Repeat the material exactly, leaving no line out.

[Opening EXTRACTED ENTRIES section]

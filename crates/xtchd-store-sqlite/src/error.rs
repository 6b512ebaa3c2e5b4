//! Error type for `xtchd-store-sqlite`.

use thiserror::Error;

#[derive(Debug, Error)]
pub enum Error {
  #[error("core error: {0}")]
  Core(#[from] xtchd_core::Error),

  #[error("database error: {0}")]
  Database(#[from] tokio_rusqlite::Error),

  #[error("uuid parse error: {0}")]
  Uuid(#[from] uuid::Error),

  #[error("date/time parse error: {0}")]
  DateParse(String),
}

impl Error {
  /// The domain error behind this one, if any.
  pub fn core(&self) -> Option<&xtchd_core::Error> {
    match self {
      Self::Core(e) => Some(e),
      _ => None,
    }
  }
}

pub type Result<T, E = Error> = std::result::Result<T, E>;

[Closing EXTRACTED ENTRIES section]

_TASK RESPONSE_.
filename crates/xtchd-store-sqlite/src/error.rs
repository 6b512ebaa3c2e5b4
//! Error type for `xtchd-store-sqlite`.

use thiserror::Error;

#[derive(Debug, Error)]
pub enum Error {
  #[error("core error: {0}")]
  Core(#[from] xtchd_core::Error),

  #[error("database error: {0}")]
  Database(#[from] tokio_rusqlite::Error),

  #[error("uuid parse error: {0}")]
  Uuid(#[from] uuid::Error),

  #[error("date/time parse error: {0}")]
  DateParse(String),
}

impl Error {
  /// The domain error behind this one, if any.
  pub fn core(&self) -> Option<&xtchd_core::Error> {
    match self {
      Self::Core(e) => Some(e),
      _ => None,
    }
  }
}

pub type Result<T, E = Error> = std::result::Result<T, E>;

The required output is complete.